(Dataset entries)
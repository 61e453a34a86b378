use std::path::PathBuf;
use std::sync::atomic::{AtomicBool, Ordering};
use std::sync::{Arc, Mutex};

use serde::Serialize;
use tokio_util::sync::CancellationToken;

use crate::config;
use crate::error::Error;
use crate::media::audio::AudioChannel;
use crate::media::broadcast::LatestFrameCache;
use crate::media::decode::{DecodePipeline, FramePostprocess};
use crate::media::gate::{GateDecision, Phase, PrimingGate};
use crate::media::muxer::MuxerProcess;
use crate::media::types::{Codec, Frame, FrameKind, SessionConfig, SinkKind, StartOptions};
use crate::source::{frame_queue, FrameSource};

/// Point-in-time view of a session, for the status endpoint.
#[derive(Clone, Debug, Default, Serialize)]
pub struct SessionStatus {
    pub phase: Phase,
    pub codec: Codec,
    pub frame_count: u64,
    pub dropped_count: u64,
    pub error: Option<String>,
}

/// One streaming session: owns the gate, the chosen sink, the optional
/// audio side-channel and the cancellation token. All pipeline state is
/// mutated only by the frame-consuming task inside [`StreamSession::start`];
/// concurrent sessions never share state.
pub struct StreamSession {
    id: String,
    config: SessionConfig,
    source: Box<dyn FrameSource>,
    cancel: CancellationToken,
    started: AtomicBool,
    status: Mutex<SessionStatus>,
    cache: Option<Arc<LatestFrameCache>>,
    postprocess: Option<Arc<dyn FramePostprocess>>,
}

impl StreamSession {
    pub fn new(id: impl Into<String>, config: SessionConfig, source: Box<dyn FrameSource>) -> Self {
        let cache = match config.sink {
            SinkKind::Mjpeg => Some(Arc::new(LatestFrameCache::new())),
            SinkKind::Rtsp { .. } => None,
        };
        Self {
            id: id.into(),
            config,
            source,
            cancel: CancellationToken::new(),
            started: AtomicBool::new(false),
            status: Mutex::new(SessionStatus::default()),
            cache,
            postprocess: None,
        }
    }

    /// Install a decode post-processor (broadcast sessions only). Must be
    /// set before the session starts.
    #[allow(dead_code)]
    pub fn with_postprocess(mut self, postprocess: Arc<dyn FramePostprocess>) -> Self {
        self.postprocess = Some(postprocess);
        self
    }

    pub fn id(&self) -> &str {
        &self.id
    }

    pub fn cancel(&self) {
        self.cancel.cancel();
    }

    /// Check if the session pipeline is running
    pub fn is_started(&self) -> bool {
        self.started.load(Ordering::Relaxed)
    }

    /// Check if the session has been cancelled
    #[allow(dead_code)]
    pub fn is_cancelled(&self) -> bool {
        self.cancel.is_cancelled()
    }

    pub fn status(&self) -> SessionStatus {
        self.status.lock().unwrap().clone()
    }

    /// Latest-frame cache of a broadcast session; None for RTSP sinks.
    pub fn frame_cache(&self) -> Option<Arc<LatestFrameCache>> {
        self.cache.clone()
    }

    /// Token for viewer loops: cancelled together with the session.
    pub fn viewer_cancel(&self) -> CancellationToken {
        self.cancel.child_token()
    }

    /// Start the session pipeline
    pub async fn start(&self) {
        if self.started.swap(true, Ordering::Relaxed) {
            log::warn!("session {}: already started", self.id);
            return;
        }

        let (sink, mut queue) = frame_queue(config::config().frame_queue_capacity());
        self.source.register(sink);
        let opts = StartOptions {
            quality: self.config.quality,
            enable_audio: self.config.enable_audio,
            enable_reconnect: self.config.enable_reconnect,
        };
        if let Err(e) = self.source.start(opts) {
            log::error!("session {}: source start failed: {:#}", self.id, e);
            self.record_error(format!("{e:#}"));
            self.status.lock().unwrap().phase = Phase::Stopped;
            self.started.store(false, Ordering::Relaxed);
            return;
        }

        log::info!(
            "session {}: consuming frames from {} (channel {})",
            self.id,
            self.config.device_id,
            self.config.channel
        );

        let mut pipeline = Pipeline::new(self);

        loop {
            tokio::select! {
                _ = self.cancel.cancelled() => {
                    log::info!("session {}: cancelled", self.id);
                    break;
                }
                frame = queue.recv() => match frame {
                    Some(frame) => {
                        if let Err(e) = pipeline.process(frame).await {
                            log::error!("session {}: fatal: {}", self.id, e);
                            self.record_error(e.to_string());
                            break;
                        }
                        self.sync_status(&pipeline.gate);
                    }
                    None => {
                        log::info!("session {}: frame queue closed", self.id);
                        break;
                    }
                }
            }
        }

        // Ordered teardown: cancel viewers and pending waits, stop the
        // device stream, close the audio side-channel, terminate the
        // external process. Each step is guarded so a failure in one never
        // blocks the next.
        self.cancel.cancel();
        self.source.stop();
        pipeline.teardown().await;
        self.sync_status(&pipeline.gate);
        self.status.lock().unwrap().phase = Phase::Stopped;
        self.started.store(false, Ordering::Relaxed);
        log::info!("session {}: stopped", self.id);
    }

    fn sync_status(&self, gate: &PrimingGate) {
        let mut status = self.status.lock().unwrap();
        status.phase = gate.phase();
        status.codec = gate.codec();
        status.frame_count = gate.frame_count();
        status.dropped_count = gate.dropped_count();
    }

    fn record_error(&self, message: String) {
        self.status.lock().unwrap().error = Some(message);
    }

    fn audio_fifo_path(&self) -> PathBuf {
        self.config.audio_fifo.clone().unwrap_or_else(|| {
            config::config()
                .fifo_dir()
                .join(format!("{}_audio.fifo", self.id))
        })
    }
}

enum SinkState {
    Rtsp {
        url: String,
        muxer: Option<MuxerProcess>,
    },
    Mjpeg {
        cache: Arc<LatestFrameCache>,
        decoder: Option<DecodePipeline>,
    },
}

/// Mutable pipeline state, local to the frame-consuming task.
struct Pipeline<'a> {
    session: &'a StreamSession,
    gate: PrimingGate,
    sink: SinkState,
    audio: Option<AudioChannel>,
}

impl<'a> Pipeline<'a> {
    fn new(session: &'a StreamSession) -> Self {
        let sink = match &session.config.sink {
            SinkKind::Rtsp { url } => SinkState::Rtsp {
                url: url.clone(),
                muxer: None,
            },
            SinkKind::Mjpeg => SinkState::Mjpeg {
                cache: session
                    .cache
                    .clone()
                    .expect("broadcast session always has a cache"),
                decoder: None,
            },
        };
        Self {
            session,
            gate: PrimingGate::new(),
            sink,
            audio: None,
        }
    }

    async fn process(&mut self, frame: Frame) -> Result<(), Error> {
        match frame.kind {
            FrameKind::RawVideo => match self.gate.offer(&frame.payload) {
                GateDecision::Dropped | GateDecision::Rejected => Ok(()),
                GateDecision::Primed(codec) => {
                    self.prime(codec).await?;
                    self.write_video(&frame.payload).await;
                    Ok(())
                }
                GateDecision::Forward => {
                    self.write_video(&frame.payload).await;
                    Ok(())
                }
            },
            FrameKind::DecodedPcm => {
                if let Some(audio) = self.audio.as_mut() {
                    audio.write_pcm(&frame.payload).await;
                }
                Ok(())
            }
            FrameKind::DecodedImage => {
                // Device-side decoded JPEGs go straight into the broadcast
                // slot, no decoder process involved.
                if let SinkState::Mjpeg { cache, .. } = &self.sink {
                    cache.store(frame.payload);
                }
                Ok(())
            }
            FrameKind::RawAudio => {
                // The muxer's audio leg consumes PCM from the FIFO; the
                // encoded audio elementary stream has no consumer here.
                log::trace!("session {}: raw audio frame ignored", self.session.id);
                Ok(())
            }
        }
    }

    /// First qualifying frame arrived: bring up the sink for `codec`.
    /// The FIFO must exist and its open task must be underway before the
    /// muxer spawns, since the muxer is the reader that completes the open.
    async fn prime(&mut self, codec: Codec) -> Result<(), Error> {
        match &mut self.sink {
            SinkState::Rtsp { url, muxer } => {
                let fifo = if self.session.config.enable_audio {
                    let channel = AudioChannel::create(self.session.audio_fifo_path())?;
                    channel.connect(self.session.cancel.child_token());
                    let path = channel.path().to_path_buf();
                    self.audio = Some(channel);
                    Some(path)
                } else {
                    None
                };
                let started = MuxerProcess::start(
                    self.session.config.ffmpeg_bin(),
                    codec,
                    url,
                    fifo.as_deref(),
                )?;
                *muxer = Some(started);
            }
            SinkState::Mjpeg { cache, decoder } => {
                let cfg = config::config();
                let started = DecodePipeline::start(
                    self.session.config.ffmpeg_bin(),
                    codec,
                    cfg.decode_width(),
                    cfg.decode_height(),
                    cfg.jpeg_quality(),
                    Arc::clone(cache),
                    self.session.postprocess.clone(),
                    self.session.cancel.child_token(),
                )?;
                *decoder = Some(started);
            }
        }
        Ok(())
    }

    async fn write_video(&mut self, data: &[u8]) {
        match &mut self.sink {
            SinkState::Rtsp {
                muxer: Some(muxer), ..
            } => muxer.write_video(data).await,
            SinkState::Mjpeg {
                decoder: Some(decoder),
                ..
            } => decoder.write_video(data).await,
            _ => {}
        }
    }

    async fn teardown(&mut self) {
        self.gate.stop();
        if let Some(mut audio) = self.audio.take() {
            audio.close().await;
        }
        match &mut self.sink {
            SinkState::Rtsp { muxer, .. } => {
                if let Some(mut muxer) = muxer.take() {
                    muxer.stop().await;
                }
            }
            SinkState::Mjpeg { decoder, .. } => {
                if let Some(mut decoder) = decoder.take() {
                    decoder.stop().await;
                }
            }
        }
    }
}

#[cfg(test)]
#[path = "session_test.rs"]
mod session_test;
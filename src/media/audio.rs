use std::io::ErrorKind;
use std::path::{Path, PathBuf};
use std::sync::atomic::{AtomicBool, Ordering};
use std::sync::{Arc, Mutex};

use nix::fcntl::OFlag;
use nix::sys::stat::Mode;
use tokio::io::AsyncWriteExt;
use tokio_util::sync::CancellationToken;

use crate::error::Error;

/// Diagnostic cadence once PCM is flowing.
const AUDIO_LOG_EVERY: u64 = 200;

/// PCM side-channel into the muxer: a named FIFO whose write end only
/// opens once the muxer attaches its reader. PCM arriving before that is
/// dropped, not buffered.
pub struct AudioChannel {
    path: PathBuf,
    /// Filled by the open task, claimed once by the writing side.
    pending: Arc<Mutex<Option<std::fs::File>>>,
    ready: Arc<AtomicBool>,
    writer: Option<tokio::fs::File>,
    frame_count: u64,
}

impl AudioChannel {
    /// Create the FIFO on the filesystem, removing any stale instance
    /// first. Must happen before the muxer process is spawned.
    pub fn create(path: impl Into<PathBuf>) -> Result<Self, Error> {
        let path = path.into();
        match std::fs::remove_file(&path) {
            Ok(()) => log::debug!("audio: removed stale fifo {}", path.display()),
            Err(e) if e.kind() == ErrorKind::NotFound => {}
            Err(e) => return Err(Error::AudioChannel(e)),
        }

        nix::unistd::mkfifo(&path, Mode::S_IRUSR | Mode::S_IWUSR | Mode::S_IRGRP)
            .map_err(|e| Error::AudioChannel(std::io::Error::from(e)))?;
        log::debug!("audio: created fifo {}", path.display());

        Ok(Self {
            path,
            pending: Arc::new(Mutex::new(None)),
            ready: Arc::new(AtomicBool::new(false)),
            writer: None,
            frame_count: 0,
        })
    }

    pub fn path(&self) -> &Path {
        &self.path
    }

    #[allow(dead_code)]
    pub fn is_ready(&self) -> bool {
        self.ready.load(Ordering::Acquire)
    }

    /// Open the write end off the frame-callback path. The open call
    /// blocks until the muxer attaches its reader, so it runs on the
    /// blocking pool; the readiness flag flips exactly once when it
    /// completes.
    pub fn connect(&self, cancel: CancellationToken) {
        let path = self.path.clone();
        let pending = Arc::clone(&self.pending);
        let ready = Arc::clone(&self.ready);

        tokio::spawn(async move {
            let open = tokio::task::spawn_blocking(move || {
                std::fs::OpenOptions::new().write(true).open(&path)
            });
            tokio::select! {
                _ = cancel.cancelled() => {
                    log::debug!("audio: pipe open abandoned on cancellation");
                }
                res = open => match res {
                    Ok(Ok(file)) => {
                        *pending.lock().unwrap() = Some(file);
                        ready.store(true, Ordering::Release);
                        log::info!("audio: pipe connected");
                    }
                    Ok(Err(e)) => log::warn!("audio: pipe open failed: {}", e),
                    Err(e) => log::warn!("audio: pipe open task failed: {}", e),
                }
            }
        });
    }

    /// Write one frame of raw little-endian 16-bit mono PCM. Silently
    /// dropped until the pipe is ready; a broken pipe is swallowed since
    /// the reader side can exit independently of the video path.
    pub async fn write_pcm(&mut self, data: &[u8]) {
        if self.writer.is_none() {
            if !self.ready.load(Ordering::Acquire) {
                return;
            }
            let Some(file) = self.pending.lock().unwrap().take() else {
                return;
            };
            self.writer = Some(tokio::fs::File::from_std(file));
        }

        let Some(writer) = self.writer.as_mut() else {
            return;
        };
        match writer.write_all(data).await {
            Ok(()) => {
                self.frame_count += 1;
                if self.frame_count % AUDIO_LOG_EVERY == 0 {
                    log::debug!("audio: {} pcm frames written", self.frame_count);
                }
            }
            Err(e) if e.kind() == ErrorKind::BrokenPipe => {}
            Err(e) => log::warn!("audio: pcm write failed: {}", e),
        }
    }

    /// Drop the write half and unlink the FIFO. Best-effort; never
    /// propagates.
    pub async fn close(&mut self) {
        self.ready.store(false, Ordering::Release);
        self.pending.lock().unwrap().take();
        if let Some(writer) = self.writer.take() {
            drop(writer);
        }
        // A write-end open may still be parked waiting for a reader that
        // will never come; attaching a transient non-blocking read end
        // releases it so its thread can exit.
        if let Ok(fd) = nix::fcntl::open(
            &self.path,
            OFlag::O_RDONLY | OFlag::O_NONBLOCK,
            Mode::empty(),
        ) {
            let _ = nix::unistd::close(fd);
        }
        match std::fs::remove_file(&self.path) {
            Ok(()) => log::debug!("audio: removed fifo {}", self.path.display()),
            Err(e) if e.kind() == ErrorKind::NotFound => {}
            Err(e) => log::warn!("audio: fifo removal failed: {}", e),
        }
    }
}

#[cfg(test)]
mod tests {
    use super::*;

    #[tokio::test]
    async fn test_write_before_ready_is_dropped() {
        let dir = tempfile::tempdir().unwrap();
        let fifo = dir.path().join("audio.fifo");
        let mut channel = AudioChannel::create(&fifo).unwrap();

        assert!(!channel.is_ready());
        // No reader was ever attached: the write must be a silent no-op
        channel.write_pcm(&[0u8; 640]).await;
        assert!(!channel.is_ready());

        channel.close().await;
    }

    #[tokio::test]
    async fn test_create_replaces_stale_fifo() {
        let dir = tempfile::tempdir().unwrap();
        let fifo = dir.path().join("audio.fifo");
        std::fs::write(&fifo, b"stale").unwrap();

        let mut channel = AudioChannel::create(&fifo).unwrap();
        assert!(fifo.exists());
        // The stale regular file was replaced by an actual FIFO
        let meta = std::fs::metadata(&fifo).unwrap();
        use std::os::unix::fs::FileTypeExt;
        assert!(meta.file_type().is_fifo());

        channel.close().await;
        assert!(!fifo.exists());
    }

    #[tokio::test]
    async fn test_close_is_idempotent() {
        let dir = tempfile::tempdir().unwrap();
        let fifo = dir.path().join("audio.fifo");
        let mut channel = AudioChannel::create(&fifo).unwrap();

        channel.close().await;
        assert!(!fifo.exists());
        // Second close finds nothing to remove and must not error
        channel.close().await;
    }
}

## [What the exercise asks]
Nothing but the lines with "Relaxed" should be returned, copied from the entries above.

## [Final answer]
        self.started.load(Ordering::Relaxed)
        if self.started.swap(true, Ordering::Relaxed) {
            self.started.store(false, Ordering::Relaxed);
        self.started.store(false, Ordering::Relaxed);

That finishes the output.